Agnès hésita un peu et se lança :

– Je suis quand même intrigué par le fait qu’ils trouvent que la population de la Terre est trop importante. Comment Hexagon Industries compte résoudre ce problème ?

– Par la terraformation de Vénus et Mars, voyons, répondit-elle avec un large sourire. Vous savez que …

Mais soudainement, elle se tût lorsqu’elle vit entrer dans le hall un homme, d’une prestance exceptionnelle, accompagné d’une femme âgée mais très belle, et très grande avec un port altier. Elle était vêtue dans une longue robe blanche qui se confondait avec ses longs cheveux argentés. Elle portait des gants de la même couleur. Mis à part son visage et son cou, on ne voyait pas un centimètre carré de sa peau. Bien que ses traits fussent doux, elle avait l’apparence d’un faucon, surtout par son regard gris qui était perçant.

Agnès intrigué demanda :

– Qui sont-ils ?

– L’homme charmant n’est autre que sir Joseph Zachary Ockham, le comte de l’île, en personne. Quant à la dame, voyez-vous, c’est une femme très importante dans la hiérarchie de l’Impérium, l’honorable Ildiko Bathory, qui siège au Magisterium, l’une des assemblées du parlement dont je vous ai parlé tout à l’heure. On dit qu’elle a des pouvoirs, qu’elle est capable de voir l’avenir, lire vos pensées, vous obliger à faire des choses… elle chuchotait de plus en plus bas de telle sorte que la fin de sa phrase était à peine audible.  Il est possible qu’elle soit là aussi pour vous, vous êtes une Lefaye après tout…

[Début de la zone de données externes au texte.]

//! Configuration module for Coursemate.
//!
//! Handles loading and managing application settings and prompt templates.

mod prompts;
mod settings;

pub use prompts::{AssistantPrompts, Prompts, SynthesisPrompts};
pub use settings::{
    ConversationSettings, EndpointSettings, GeneralSettings, PromptSettings, ProviderKind,
    ProviderSettings, Settings, ToolSettings,
};
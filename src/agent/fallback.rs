//! Deterministic answers assembled from raw tool output.
//!
//! Used whenever model synthesis is skipped, disabled, or unusable. Never
//! calls the model.

use super::classify::{classify_query, classify_result, ResultKind};

/// Answer when there is nothing to work with.
pub const NO_INFORMATION: &str =
    "I couldn't find specific information about your question in the course materials.";

/// Answer when a lesson question's results contain no lesson material.
pub const NO_LESSON_INFORMATION: &str =
    "I couldn't find specific information about the requested lesson.";

/// Build an answer for `query` directly from successful tool results.
pub fn format_tool_results(results: &[String], query: &str) -> String {
    let non_blank: Vec<&str> = results
        .iter()
        .map(|r| r.trim())
        .filter(|r| !r.is_empty())
        .collect();

    if non_blank.is_empty() {
        return NO_INFORMATION.to_string();
    }

    if classify_query(query).is_lesson_specific() {
        format_lesson_answer(&non_blank)
    } else {
        format!(
            "Based on the course materials, here's what I found about {}:\n\n{}",
            query,
            non_blank.join("\n\n")
        )
    }
}

/// Present one search result as an answer, with `[Course - Lesson n]` headers removed.
///
/// Short results get the introductory sentence for `query`.
pub fn format_single_result(result: &str, query: &str) -> String {
    let body = result
        .split("\n\n")
        .flat_map(|block| {
            let mut lines: Vec<&str> = block.split('\n').collect();
            if lines
                .first()
                .is_some_and(|first| first.starts_with('[') && first.ends_with(']'))
            {
                lines.remove(0);
            }
            lines
        })
        .collect::<Vec<_>>()
        .join("\n");
    let body = body.trim();

    if body.chars().count() > 100 {
        body.to_string()
    } else {
        format!(
            "Based on the course materials, here's what I found about {}:\n\n{}",
            query, body
        )
    }
}

/// Course info first, then lesson content; outline dumps and anything else dropped.
fn format_lesson_answer(results: &[&str]) -> String {
    let mut course_info: Option<String> = None;
    let mut lesson_content: Vec<&str> = Vec::new();

    for &result in results {
        match classify_result(result) {
            ResultKind::LessonContent => lesson_content.push(result),
            ResultKind::CourseInfo(brief) => course_info = Some(brief),
            ResultKind::OutlineDump | ResultKind::Other => {}
        }
    }

    let parts: Vec<&str> = course_info
        .as_deref()
        .into_iter()
        .chain(lesson_content)
        .collect();

    if parts.is_empty() {
        return NO_LESSON_INFORMATION.to_string();
    }

    parts.join("\n\n")
}
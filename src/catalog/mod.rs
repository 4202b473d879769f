//! Course catalog abstraction.
//!
//! Provides a trait-based interface over whatever backs content search and
//! course metadata lookup. The tools only depend on [`CourseStore`].

mod memory;

pub use memory::MemoryCourseStore;

use crate::error::Result;
use async_trait::async_trait;
use serde::{Deserialize, Serialize};

/// A lesson within a course.
#[derive(Debug, Clone, PartialEq, Serialize, Deserialize)]
pub struct Lesson {
    pub lesson_number: u32,
    pub lesson_title: String,
    #[serde(default)]
    pub lesson_link: Option<String>,
}

/// Course metadata as stored in the catalog.
#[derive(Debug, Clone, PartialEq, Serialize, Deserialize)]
pub struct Course {
    pub title: String,
    #[serde(default)]
    pub course_link: Option<String>,
    #[serde(default)]
    pub instructor: Option<String>,
    #[serde(default)]
    pub lessons: Vec<Lesson>,
}

impl Course {
    /// Link of the lesson with the given number, if recorded.
    pub fn lesson_link(&self, lesson_number: u32) -> Option<&str> {
        self.lessons
            .iter()
            .find(|l| l.lesson_number == lesson_number)
            .and_then(|l| l.lesson_link.as_deref())
    }
}

/// A searchable piece of course content.
#[derive(Debug, Clone, PartialEq, Serialize, Deserialize)]
pub struct ContentChunk {
    pub course_title: String,
    pub lesson_number: Option<u32>,
    pub content: String,
}

/// Filters narrowing a content search.
#[derive(Debug, Clone, Default, PartialEq)]
pub struct SearchFilter {
    /// Exact (already resolved) course title.
    pub course_title: Option<String>,
    pub lesson_number: Option<u32>,
}

/// Trait for course catalog implementations.
#[async_trait]
pub trait CourseStore: Send + Sync {
    /// Search content chunks, best match first.
    async fn search(&self, query: &str, filter: &SearchFilter, limit: usize) -> Result<Vec<ContentChunk>>;

    /// Map a partial or differently-cased course name onto a stored title.
    async fn resolve_course_name(&self, name: &str) -> Result<Option<String>>;

    /// Get course metadata by exact title.
    async fn course(&self, title: &str) -> Result<Option<Course>>;

    /// Titles of all stored courses.
    async fn course_titles(&self) -> Result<Vec<String>>;
}
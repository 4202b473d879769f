//! Final answer synthesis from accumulated tool rounds.

use super::classify::classify_query;
use super::fallback::format_tool_results;
use super::round::RoundResult;
use crate::config::Prompts;
use crate::llm::{ChatModel, Message, ModelError, Transcript};
use std::collections::HashMap;
use tracing::{error, info, warn};

/// Subject used when the question is not at hand.
pub const PLACEHOLDER_SUBJECT: &str = "your question";

/// Answer when synthesis timed out and fallback is disabled.
pub const SYNTHESIS_TIMEOUT_APOLOGY: &str =
    "I apologize, but generating the response took too long. Please try again with a simpler question.";

/// Answer when synthesis failed or came back empty and fallback is disabled.
pub const SYNTHESIS_APOLOGY: &str =
    "I apologize, but I couldn't generate a proper response to your question.";

/// Turns a finished transcript into the user-facing answer.
pub struct Synthesizer<'a> {
    model: &'a dyn ChatModel,
    prompts: &'a Prompts,
    /// Skip the model and format tool output directly.
    skip_synthesis: bool,
    /// Format tool output when the synthesis call fails.
    fallback_enabled: bool,
}

impl<'a> Synthesizer<'a> {
    pub fn new(
        model: &'a dyn ChatModel,
        prompts: &'a Prompts,
        skip_synthesis: bool,
        fallback_enabled: bool,
    ) -> Self {
        Self {
            model,
            prompts,
            skip_synthesis,
            fallback_enabled,
        }
    }

    /// Produce the answer for a transcript whose rounds requested tools.
    ///
    /// Appends one system instruction, then issues a single model call without
    /// tool schemas so the model cannot ask for another round.
    pub async fn synthesize(&self, transcript: &mut Transcript, rounds: &[RoundResult]) -> String {
        let results = all_tool_results(rounds);

        if self.skip_synthesis {
            info!("Skipping synthesis for this provider");
            return format_tool_results(&results, PLACEHOLDER_SUBJECT);
        }

        let question = transcript
            .first_user_content()
            .unwrap_or(PLACEHOLDER_SUBJECT)
            .to_string();

        let template = if classify_query(&question).is_comparison() {
            &self.prompts.synthesis.comparison
        } else {
            &self.prompts.synthesis.standard
        };
        let vars = HashMap::from([("question".to_string(), question.clone())]);
        transcript.push(Message::system(self.prompts.render_with_custom(template, &vars)));

        self.final_answer(transcript, &results, &question).await
    }

    /// One tool-less model call over `transcript`, recovering from failure.
    pub(crate) async fn final_answer(
        &self,
        transcript: &Transcript,
        results: &[String],
        question: &str,
    ) -> String {
        info!("Final synthesis call - model: {}", self.model.model_name());

        match self.model.complete(transcript.messages(), &[]).await {
            Ok(reply) => match reply.content.filter(|c| !c.trim().is_empty()) {
                Some(content) => content,
                None => {
                    warn!("Synthesis returned empty content");
                    self.recover(None, results, question)
                }
            },
            Err(e) => {
                error!("Synthesis call failed: {}", e);
                self.recover(Some(&e), results, question)
            }
        }
    }

    fn recover(&self, error: Option<&ModelError>, results: &[String], question: &str) -> String {
        if self.fallback_enabled {
            warn!("Using fallback response generation");
            return format_tool_results(results, question);
        }

        match error {
            Some(e) if e.is_timeout() => SYNTHESIS_TIMEOUT_APOLOGY.to_string(),
            _ => SYNTHESIS_APOLOGY.to_string(),
        }
    }
}

/// Successful tool results of all rounds, in order.
pub fn all_tool_results(rounds: &[RoundResult]) -> Vec<String> {
    rounds
        .iter()
        .flat_map(|r| r.tool_results.iter().cloned())
        .collect()
}
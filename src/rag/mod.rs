//! Question answering over the course catalog, with sources.
//!
//! [`RagEngine`] wraps the orchestrator: it runs the question and returns the
//! answer together with the sources that request's tools cited.

mod response;

pub use response::{course_tools, Answer, RagEngine};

– Pour moi ??? De toute façon, je ne crois pas à ces choses-là…

Le visage de l’honorable, à ce moment-là, pivota de manière surnaturelle et elle fixa de ses yeux gris perçants Agnès qui entendit sa voix dans sa tête :

« Je viens pour votre frère en vérité »

– Vous l’entendez, n’est-ce pas ? demandait Bette Jones presque pendu à son épaule. Qu’est-ce qu’elle vous dit ! Dites-moi ?

– Je… je ne sais pas… je ne comprends pas, laissez-moi tranquille…, lui répondit-elle, excédée.

Bette fut tellement choquée de la réaction d’Agnès, qu’elle évita tout contact avec elle toute la soirée, manifestement froissée par ce qu’elle avait dit. De son côté, bien qu’elle trouva sa réaction disproportionnée, elle put profiter, sans être tiré de tous les côtés, sereinement de sa soirée en compagnie des autres invités y compris de l’honorable Ildiko, comme si rien ne s’était passé.

Le comte avait fait un discours digne de ce nom pour présenter les deux nouveaux arrivants : Peter et Agnès. Il annonça également que les dates de transfert des technologies aux multinationales étaient proches. Ce qui, évidemment, ne manqua pas de rassurer les actionnaires et les ambassadeurs qui avaient soupçonné à tort depuis quelques temps que le signal Enigma avait été une ruse de l’Imperium pour rejeter l’adhésion de la future Fédération Autonome de la Terre.